17. How we researched this comparison

This guide is a research-led buying comparison, not a lab report. We built it from manufacturer specifications for the 2026 ranges, cross-checked against the independent measurements and hands-on reviews of the specialist press — FlatpanelsHD, RTINGS, TechRadar, Tom's Guide, What Hi-Fi and others — whose calibrated testing we cite below and lean on wherever a number needed corroboration. Brightness figures are manufacturer claims on small windows unless stated; the two brands measure differently, so we treat them as directional, not like-for-like. Prices are UK launch RRPs at the time of writing and move constantly — we revisit these pages when the ladder shifts or a model's real-world reviews change our recommendation.

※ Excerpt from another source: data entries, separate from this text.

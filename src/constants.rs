//! Application constants for the telemetry processor
//!
//! This module contains the telemetry column names, physical plausibility
//! bounds, air-quality thresholds and default values used throughout the
//! processing pipeline.

// =============================================================================
// Telemetry Column Names
// =============================================================================

/// Column headers written by the probe firmware
pub mod columns {
    /// Milliseconds since boot - the deduplication key
    pub const TIME_MS: &str = "Tiempo_ms";
    pub const TEMPERATURE: &str = "Temperatura_C";
    pub const HUMIDITY: &str = "Humedad_%";
    pub const PRESSURE: &str = "Presion_hPa";
    /// Gas-sensor resistance in kilo-ohms
    pub const RESISTANCE: &str = "Resistencia_Gas_KOhm";
    pub const ACCEL_X: &str = "AccelX_g";
    pub const ACCEL_Y: &str = "AccelY_g";
    pub const ACCEL_Z: &str = "AccelZ_g";
    pub const GYRO_X: &str = "GyroX_dps";
    pub const GYRO_Y: &str = "GyroY_dps";
    pub const GYRO_Z: &str = "GyroZ_dps";
    pub const ROLL: &str = "Roll_deg";
    pub const PITCH: &str = "Pitch_deg";
    pub const ALTITUDE: &str = "Altitud_m";
}

/// An expected telemetry variable and the unit its column is recorded in
#[derive(Debug, Clone, Copy, PartialEq)]
pub struct ExpectedVariable {
    pub column: &'static str,
    pub label: &'static str,
    pub unit: &'static str,
}

impl ExpectedVariable {
    pub const fn new(column: &'static str, label: &'static str, unit: &'static str) -> Self {
        Self {
            column,
            label,
            unit,
        }
    }
}

/// Variables the probe is expected to record; absence is advisory only
pub const EXPECTED_VARIABLES: &[ExpectedVariable] = &[
    ExpectedVariable::new(columns::TIME_MS, "time", "ms"),
    ExpectedVariable::new(columns::TEMPERATURE, "temperature", "°C"),
    ExpectedVariable::new(columns::HUMIDITY, "humidity", "%"),
    ExpectedVariable::new(columns::PRESSURE, "pressure", "hPa"),
    ExpectedVariable::new(columns::RESISTANCE, "gas resistance", "kΩ"),
    ExpectedVariable::new(columns::ACCEL_X, "acceleration x", "g"),
    ExpectedVariable::new(columns::ACCEL_Y, "acceleration y", "g"),
    ExpectedVariable::new(columns::ACCEL_Z, "acceleration z", "g"),
    ExpectedVariable::new(columns::GYRO_X, "angular rate x", "°/s"),
    ExpectedVariable::new(columns::GYRO_Y, "angular rate y", "°/s"),
    ExpectedVariable::new(columns::GYRO_Z, "angular rate z", "°/s"),
    ExpectedVariable::new(columns::ROLL, "roll", "°"),
    ExpectedVariable::new(columns::PITCH, "pitch", "°"),
    ExpectedVariable::new(columns::ALTITUDE, "altitude", "m"),
];

/// Look up the unit for a column, if it is an expected variable
pub fn unit_for(column: &str) -> Option<&'static str> {
    EXPECTED_VARIABLES
        .iter()
        .find(|variable| variable.column == column)
        .map(|variable| variable.unit)
}

// =============================================================================
// Physical Plausibility Bounds
// =============================================================================

/// Inclusive physical range for one sensor column
#[derive(Debug, Clone, Copy, PartialEq)]
pub struct PhysicalBound {
    pub column: &'static str,
    pub min: f64,
    pub max: f64,
}

impl PhysicalBound {
    pub const fn new(column: &'static str, min: f64, max: f64) -> Self {
        Self { column, min, max }
    }

    /// Check whether a value lies within the inclusive range
    pub fn contains(&self, value: f64) -> bool {
        (self.min..=self.max).contains(&value)
    }
}

/// Physical bounds checked by the range filter, in evaluation order
///
/// Sensor envelopes: BME680 (temperature, humidity, pressure), MPU-6050
/// full-scale ranges (acceleration, angular rate), barometric altitude.
pub const PHYSICAL_BOUNDS: &[PhysicalBound] = &[
    PhysicalBound::new(columns::TEMPERATURE, -50.0, 85.0),
    PhysicalBound::new(columns::PRESSURE, 300.0, 1100.0),
    PhysicalBound::new(columns::HUMIDITY, 0.0, 100.0),
    PhysicalBound::new(columns::ACCEL_X, -16.0, 16.0),
    PhysicalBound::new(columns::ACCEL_Y, -16.0, 16.0),
    PhysicalBound::new(columns::ACCEL_Z, -16.0, 16.0),
    PhysicalBound::new(columns::GYRO_X, -2000.0, 2000.0),
    PhysicalBound::new(columns::GYRO_Y, -2000.0, 2000.0),
    PhysicalBound::new(columns::GYRO_Z, -2000.0, 2000.0),
    PhysicalBound::new(columns::ALTITUDE, -500.0, 10_000.0),
];

// =============================================================================
// Altitude Correction
// =============================================================================

/// Ground-level altitude of the launch site in metres
pub const DEFAULT_BASE_ALTITUDE: f64 = 571.0;

/// Sentinel accepted wherever an altitude interval is expected
pub const ALTITUDE_INTERVAL_ALL: &str = "all";

// =============================================================================
// Air Quality Thresholds (kΩ, inclusive lower bounds)
// =============================================================================

pub mod air_quality_thresholds {
    pub const EXCELLENT: f64 = 300.0;
    pub const GOOD: f64 = 200.0;
    pub const MODERATE: f64 = 100.0;
    pub const POOR: f64 = 50.0;
    pub const VERY_POOR: f64 = 0.0;
}

// =============================================================================
// Configuration and Logging
// =============================================================================

/// Directory name under the platform config directory
pub const CONFIG_DIR_NAME: &str = "telemetry-processor";

/// Config file name within the config directory
pub const CONFIG_FILE_NAME: &str = "config.toml";

/// Environment variable overriding the baseline altitude
pub const ENV_BASE_ALTITUDE: &str = "TELEMETRY_BASE_ALTITUDE";

/// Environment variable overriding the altitude aggregation interval
pub const ENV_ALTITUDE_INTERVAL: &str = "TELEMETRY_ALTITUDE_INTERVAL";

/// Environment variable overriding the log level
pub const ENV_LOG_LEVEL: &str = "TELEMETRY_LOG_LEVEL";

/// Log levels accepted in configuration
pub const LOG_LEVELS: &[&str] = &["error", "warn", "info", "debug", "trace"];

/// Default log level when neither -v nor -q is given
pub const DEFAULT_LOG_LEVEL: &str = "warn";

/// Row count above which cleaning stages show progress bars
pub const PROGRESS_BAR_THRESHOLD: usize = 50_000;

No manufacturer had any involvement in, or sight of, this article, and our affiliate links never influence a verdict: the awards above put an LG at the top and a Samsung at the top of different categories precisely because the right answer depends on you, not on us.

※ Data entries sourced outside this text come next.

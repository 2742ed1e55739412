//! Command-line argument definitions for the telemetry processor
//!
//! This module defines the complete CLI interface using clap derive API.
//! Global flags (config file, verbosity, output format) apply to every
//! subcommand.

use crate::app::services::air_quality::IntervalSpec;
use crate::app::services::session::ActiveDataset;
use crate::app::services::statistics::ChartType;
use crate::config::OutputFormat;
use crate::{Error, Result};
use clap::{Parser, Subcommand};
use std::path::PathBuf;

/// CLI arguments for the flight telemetry processor
///
/// Cleans probe telemetry CSV files, computes per-column statistics and
/// classifies air quality from gas-sensor resistance.
#[derive(Debug, Clone, Parser)]
#[command(
    name = "telemetry-processor",
    version,
    about = "Clean and analyse CSV flight telemetry from atmospheric probes",
    long_about = "Processes CSV flight telemetry (temperature, pressure, humidity, gas resistance, \
                  inertial axes, attitude and altitude). Removes duplicate timestamps and physically \
                  impossible readings, corrects altitude against a ground baseline, computes \
                  descriptive statistics and classifies air quality from gas-sensor resistance."
)]
pub struct Args {
    #[command(subcommand)]
    pub command: Option<Commands>,

    /// Path to configuration file
    ///
    /// TOML configuration file. If not specified, looks for
    /// <config dir>/telemetry-processor/config.toml
    #[arg(
        short = 'c',
        long = "config",
        value_name = "FILE",
        global = true,
        help = "Path to configuration file (TOML format)"
    )]
    pub config_file: Option<PathBuf>,

    /// Logging verbosity level
    #[arg(
        short = 'v',
        long = "verbose",
        action = clap::ArgAction::Count,
        global = true,
        help = "Increase logging verbosity (-v: info, -vv: debug, -vvv: trace)"
    )]
    pub verbose: u8,

    /// Suppress output (quiet mode)
    ///
    /// Only show errors. Overrides verbose settings.
    #[arg(
        short = 'q',
        long = "quiet",
        global = true,
        help = "Suppress log output except errors",
        conflicts_with = "verbose"
    )]
    pub quiet: bool,

    /// Output format for results; falls back to the configured format
    #[arg(
        long = "output-format",
        value_enum,
        global = true,
        help = "Output format for results"
    )]
    pub output_format: Option<OutputFormat>,
}

/// Available subcommands for the telemetry processor
#[derive(Debug, Clone, Subcommand)]
pub enum Commands {
    /// Clean a telemetry file and print the cleaning report
    Clean(CleanArgs),
    /// Descriptive statistics for every numeric column
    Stats(StatsArgs),
    /// Air-quality classification and altitude profile
    AirQuality(AirQualityArgs),
    /// Cleaning report, statistics and air quality in one pass
    Report(ReportArgs),
    /// Numeric (x, y) pairs for an ad-hoc chart
    Series(SeriesArgs),
}

/// Input file and baseline shared by every subcommand
#[derive(Debug, Clone, clap::Args)]
pub struct InputArgs {
    /// Telemetry CSV file with a header row
    #[arg(value_name = "FILE")]
    pub file: PathBuf,

    /// Ground-level altitude subtracted during cleaning (metres)
    #[arg(
        short = 'b',
        long = "base-altitude",
        value_name = "METRES",
        allow_negative_numbers = true,
        help = "Baseline altitude in metres (default from config, 571)"
    )]
    pub base_altitude: Option<f64>,
}

/// Arguments for the clean command
#[derive(Debug, Clone, Parser)]
pub struct CleanArgs {
    #[command(flatten)]
    pub input: InputArgs,

    /// Write the cleaned dataset to a CSV file
    #[arg(
        short = 'o',
        long = "export",
        value_name = "FILE",
        help = "Write the cleaned dataset as CSV"
    )]
    pub export: Option<PathBuf>,
}

/// Arguments for the stats command
#[derive(Debug, Clone, Parser)]
pub struct StatsArgs {
    #[command(flatten)]
    pub input: InputArgs,

    /// Dataset snapshot to describe
    #[arg(
        short = 'd',
        long = "dataset",
        value_enum,
        default_value_t = ActiveDataset::Original,
        help = "Dataset to analyse"
    )]
    pub dataset: ActiveDataset,
}

/// Arguments for the air-quality command
#[derive(Debug, Clone, Parser)]
pub struct AirQualityArgs {
    #[command(flatten)]
    pub input: InputArgs,

    /// Dataset snapshot to classify
    #[arg(
        short = 'd',
        long = "dataset",
        value_enum,
        default_value_t = ActiveDataset::Cleaned,
        help = "Dataset to analyse"
    )]
    pub dataset: ActiveDataset,

    /// Altitude aggregation: `all` or a band width in metres
    #[arg(
        short = 'i',
        long = "interval",
        value_name = "all|METRES",
        help = "Altitude aggregation interval ('all' or band width in metres)"
    )]
    pub interval: Option<IntervalSpec>,
}

/// Arguments for the report command
#[derive(Debug, Clone, Parser)]
pub struct ReportArgs {
    #[command(flatten)]
    pub input: InputArgs,

    /// Altitude aggregation: `all` or a band width in metres
    #[arg(
        short = 'i',
        long = "interval",
        value_name = "all|METRES",
        help = "Altitude aggregation interval ('all' or band width in metres)"
    )]
    pub interval: Option<IntervalSpec>,
}

/// Arguments for the series command
#[derive(Debug, Clone, Parser)]
pub struct SeriesArgs {
    #[command(flatten)]
    pub input: InputArgs,

    /// Column for the horizontal axis
    #[arg(short = 'x', long = "x", value_name = "COLUMN")]
    pub x_column: String,

    /// Column for the vertical axis
    #[arg(short = 'y', long = "y", value_name = "COLUMN")]
    pub y_column: String,

    /// Chart type passed through to the renderer
    #[arg(long = "chart", value_enum, default_value_t = ChartType::Line)]
    pub chart: ChartType,

    /// Dataset snapshot to read
    #[arg(
        short = 'd',
        long = "dataset",
        value_enum,
        default_value_t = ActiveDataset::Cleaned,
        help = "Dataset to read"
    )]
    pub dataset: ActiveDataset,
}

impl Args {
    /// Log level implied by the verbosity flags, if any were given
    pub fn get_log_level(&self) -> Option<&'static str> {
        if self.quiet {
            Some("error")
        } else {
            match self.verbose {
                0 => None,
                1 => Some("info"),
                2 => Some("debug"),
                _ => Some("trace"),
            }
        }
    }

    /// Input arguments of the selected subcommand
    pub fn input(&self) -> Option<&InputArgs> {
        self.command.as_ref().map(|command| match command {
            Commands::Clean(args) => &args.input,
            Commands::Stats(args) => &args.input,
            Commands::AirQuality(args) => &args.input,
            Commands::Report(args) => &args.input,
            Commands::Series(args) => &args.input,
        })
    }

    /// Validate arguments that clap cannot check on its own
    pub fn validate(&self) -> Result<()> {
        if let Some(config_file) = &self.config_file {
            if !config_file.exists() {
                return Err(Error::configuration(format!(
                    "Config file does not exist: {}",
                    config_file.display()
                )));
            }
        }

        if let Some(base_altitude) = self.input().and_then(|input| input.base_altitude) {
            if !base_altitude.is_finite() {
                return Err(Error::configuration(format!(
                    "Base altitude must be a finite number, got {}",
                    base_altitude
                )));
            }
        }

        Ok(())
    }
}

#[cfg(test)]
mod tests {
    use super::*;
    use clap::CommandFactory;

    fn parse(argv: &[&str]) -> Args {
        Args::try_parse_from(argv).expect("arguments should parse")
    }

    #[test]
    fn test_cli_definition_is_consistent() {
        Args::command().debug_assert();
    }

    #[test]
    fn test_no_subcommand() {
        let args = parse(&["telemetry-processor"]);
        assert!(args.command.is_none());
        assert!(args.input().is_none());
    }

    #[test]
    fn test_clean_arguments() {
        let args = parse(&[
            "telemetry-processor",
            "clean",
            "flight.csv",
            "--base-altitude",
            "-12.5",
            "--export",
            "out.csv",
        ]);

        let Some(Commands::Clean(clean)) = &args.command else {
            panic!("expected clean command");
        };
        assert_eq!(clean.input.file, PathBuf::from("flight.csv"));
        assert_eq!(clean.input.base_altitude, Some(-12.5));
        assert_eq!(clean.export, Some(PathBuf::from("out.csv")));
    }

    #[test]
    fn test_air_quality_interval_parsing() {
        let args = parse(&["telemetry-processor", "air-quality", "f.csv", "--interval", "50"]);
        let Some(Commands::AirQuality(aq)) = &args.command else {
            panic!("expected air-quality command");
        };
        assert_eq!(aq.interval, Some(IntervalSpec::Width(50.0)));
        assert_eq!(aq.dataset, ActiveDataset::Cleaned);

        let args = parse(&["telemetry-processor", "air-quality", "f.csv", "-i", "all"]);
        let Some(Commands::AirQuality(aq)) = &args.command else {
            panic!("expected air-quality command");
        };
        assert_eq!(aq.interval, Some(IntervalSpec::All));

        let zero_width =
            Args::try_parse_from(["telemetry-processor", "air-quality", "f.csv", "-i", "0"]);
        assert!(zero_width.is_err());
    }

    #[test]
    fn test_global_flags_after_subcommand() {
        let args = parse(&[
            "telemetry-processor",
            "stats",
            "f.csv",
            "--dataset",
            "cleaned",
            "--output-format",
            "json",
            "-vv",
        ]);

        assert_eq!(args.output_format, Some(OutputFormat::Json));
        assert_eq!(args.get_log_level(), Some("debug"));
        let Some(Commands::Stats(stats)) = &args.command else {
            panic!("expected stats command");
        };
        assert_eq!(stats.dataset, ActiveDataset::Cleaned);
    }

    #[test]
    fn test_series_arguments() {
        let args = parse(&[
            "telemetry-processor",
            "series",
            "f.csv",
            "--x",
            "Tiempo_ms",
            "--y",
            "Altitud_m",
            "--chart",
            "scatter",
        ]);
        let Some(Commands::Series(series)) = &args.command else {
            panic!("expected series command");
        };
        assert_eq!(series.x_column, "Tiempo_ms");
        assert_eq!(series.y_column, "Altitud_m");
        assert_eq!(series.chart, ChartType::Scatter);
    }

    #[test]
    fn test_log_level() {
        let mut args = parse(&["telemetry-processor"]);
        assert_eq!(args.get_log_level(), None);

        args.verbose = 1;
        assert_eq!(args.get_log_level(), Some("info"));

        args.verbose = 3;
        assert_eq!(args.get_log_level(), Some("trace"));

        args.quiet = true;
        assert_eq!(args.get_log_level(), Some("error"));
    }

    #[test]
    fn test_validate_rejects_missing_config_file() {
        let args = parse(&[
            "telemetry-processor",
            "-c",
            "/nonexistent/config.toml",
            "stats",
            "f.csv",
        ]);
        assert!(matches!(args.validate(), Err(Error::Configuration { .. })));

        let args = parse(&["telemetry-processor", "stats", "f.csv"]);
        assert!(args.validate().is_ok());
    }
}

Frequently asked questions

Is LG or Samsung better for TVs in 2026?

It's the closest it has ever been. LG's G6 is the best all-round pick for most people — brighter than ever thanks to its Primary RGB Tandem 2.0 panel, with Dolby Vision and the deepest gaming spec, usually for less money. Samsung's S99H is the pick for bright, reflective rooms (its matte coating is the best around), for the richest colour, for wide seating, and for design (the floating frame and wireless connections box). Neither is 'better' outright — it depends on your room and viewing habits.

Why doesn't Samsung support Dolby Vision?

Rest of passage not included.